The best sun protection comes from a combination approach. SunSmart’s message is to slip and slop and slap and seek and slide.

All sun protection measures play an important role in protecting from UV:

Slip on protective clothing that covers as much skin as possible. Try to choose clothing with a cool, densely woven fabric that is loose fitting to allow airflow for coolness. Ensure your child’s uniform or dress-code policy includes sun-protective clothing.

Slop on some SPF30 (or higher) broad-spectrum, water-resistant sunscreen on any parts of skin that can’t be covered with clothing. Make sure your child has had plenty of practice in applying sunscreen, so they’ll be all set for school. Pack some sunscreen in their bag so when the reminder comes to apply sunscreen before heading outside, they’ll be ready for this.

Slap on a wide-brimmed hat that shades the face, neck and ears. Caps and visors don’t make the grade when it comes to sun protection.

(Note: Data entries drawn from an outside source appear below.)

//! Minimal CLI: read → decode → infer → (go | ir)
use std::fs::File;
use std::io::{self, BufWriter, Read, Write};
use anyhow::{Context, Result};
use clap::{Parser, ValueEnum};
use colored::Colorize;

use crate::codegen::{Codegen, CodegenOptions};
use crate::decode::Decoders;
use crate::inference::{Inference, Unification};

// ————————————————————————————————————————————————————————————————————————————
// TYPES
// ————————————————————————————————————————————————————————————————————————————

const STDIO: &str = "-";

/// infer nested struct declarations from a sample JSON or YAML document
#[derive(Parser, Debug)]
#[command(name = "genstruct", version)]
pub struct CommandLineInterface {
    /// name of file to read from; "-" for stdin
    #[arg(short, long, default_value = STDIO)]
    input: String,

    /// name of file to generate; "-" for stdout
    #[arg(short, long, default_value = STDIO)]
    output: String,

    /// name of the file to log errors to; "-" for stderr
    #[arg(short, long, default_value = STDIO)]
    errors: String,

    /// package clause of the generated file
    #[arg(long, default_value = "main")]
    package: String,

    /// struct-tag key holding the original field names
    #[arg(long, default_value = "json")]
    tag: String,

    /// how element types of a sequence are unified
    #[arg(long, value_enum, default_value_t = UnifyPolicy::LastPair)]
    unify: UnifyPolicy,

    /// what to emit
    #[arg(long, value_enum, default_value_t = Format::Go)]
    format: Format,
}

#[derive(Clone, Copy, Debug, PartialEq, Eq, ValueEnum)]
enum UnifyPolicy {
    /// compare the last two elements only
    LastPair,
    /// any element differing from the first makes the sequence untyped
    Strict,
}

#[derive(Clone, Copy, Debug, PartialEq, Eq, ValueEnum)]
enum Format {
    /// struct declarations
    Go,
    /// the inferred type tree as JSON (debugging)
    Ir,
}

// ————————————————————————————————————————————————————————————————————————————
// IMPLEMENTATION
// ————————————————————————————————————————————————————————————————————————————

impl UnifyPolicy {
    fn unification(self) -> Unification {
        match self {
            UnifyPolicy::LastPair => Unification::LastPair,
            UnifyPolicy::Strict => Unification::Strict,
        }
    }
}

impl CommandLineInterface {
    pub fn load() -> Self {
        Self::parse()
    }

    /// Nothing is written to the output until inference has succeeded.
    pub fn run(&self) -> Result<()> {
        let bytes = self.read_input()?;
        let root = Decoders::default().decode(&bytes)?;
        let record = Inference::new()
            .unification(self.unify.unification())
            .infer(&root)?;
        tracing::debug!(fields = record.fields.len(), "inferred root record");

        let mut out = self.open_output()?;
        match self.format {
            Format::Go => {
                let options = CodegenOptions {
                    package: self.package.clone(),
                    tag_key: self.tag.clone(),
                };
                Codegen::with_options(&mut out, options).emit(&record)?;
            }
            Format::Ir => {
                serde_json::to_writer_pretty(&mut out, &record)?;
                writeln!(out)?;
            }
        }
        out.flush().context("failed to flush output")?;
        Ok(())
    }

    /// Write `error` to the configured error sink. Falls back to stderr when
    /// the error file itself cannot be created.
    pub fn report(&self, error: &anyhow::Error) {
        if self.errors == STDIO {
            eprintln!("{} {error:#}", "error:".red().bold());
            return;
        }
        let written = File::create(&self.errors)
            .and_then(|mut file| writeln!(file, "{error:#}"));
        if let Err(io_error) = written {
            eprintln!("{} cannot open file {:?}: {io_error}", "error:".red().bold(), self.errors);
            eprintln!("{} {error:#}", "error:".red().bold());
        }
    }

    fn read_input(&self) -> Result<Vec<u8>> {
        let mut bytes = Vec::new();
        if self.input == STDIO {
            io::stdin().lock().read_to_end(&mut bytes).context("failed to read stdin")?;
        } else {
            File::open(&self.input)
                .and_then(|mut file| file.read_to_end(&mut bytes))
                .with_context(|| format!("failed to open input file {:?}", self.input))?;
        }
        Ok(bytes)
    }

    fn open_output(&self) -> Result<Box<dyn Write>> {
        if self.output == STDIO {
            return Ok(Box::new(BufWriter::new(io::stdout().lock())));
        }
        let file = File::create(&self.output)
            .with_context(|| format!("failed to create output file {:?}", self.output))?;
        Ok(Box::new(BufWriter::new(file)))
    }
}

// ————————————————————————————————————————————————————————————————————————————
// TESTS
// ————————————————————————————————————————————————————————————————————————————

Make sure you have a school hat that stays at school (and can’t be forgotten) and a walking hat to use during the walk to and from school.

Seek shady spaces for play and outdoor activities whenever possible. These might be built, natural or temporary. Even in the shade, UV can still reach you, so remember to continue to use other forms of sun protection.

Slide on some wrap-around sunglasses labelled AS1067, so you know they’ll help protect from UV. If sunglasses aren’t practical for your situation, a wide-brimmed hat can still help protect the eyes.

SunSmart recommends using all these forms of sun protection whenever the UV level is 3 or above.

Making sun protection fun 

The SunSmart website offers plenty of free resources to help teachers and parents engage children in using sun protection.

“It’s important to encourage positive sun smart attitudes that can grow into daily habits,” Ms Osborne said. “This can be done by making sun protection fun – for example, dressing up the sunscreen bottle or singing a SunSmart song while applying it.”

And don’t underestimate the power of role modelling, she adds.

“If you use sun protection, your children are more likely to. Ask them to grab your hat when they grab theirs. Apply your sunscreen together. Will it be dots or squiggles this time? Persistence and consistency are the key.”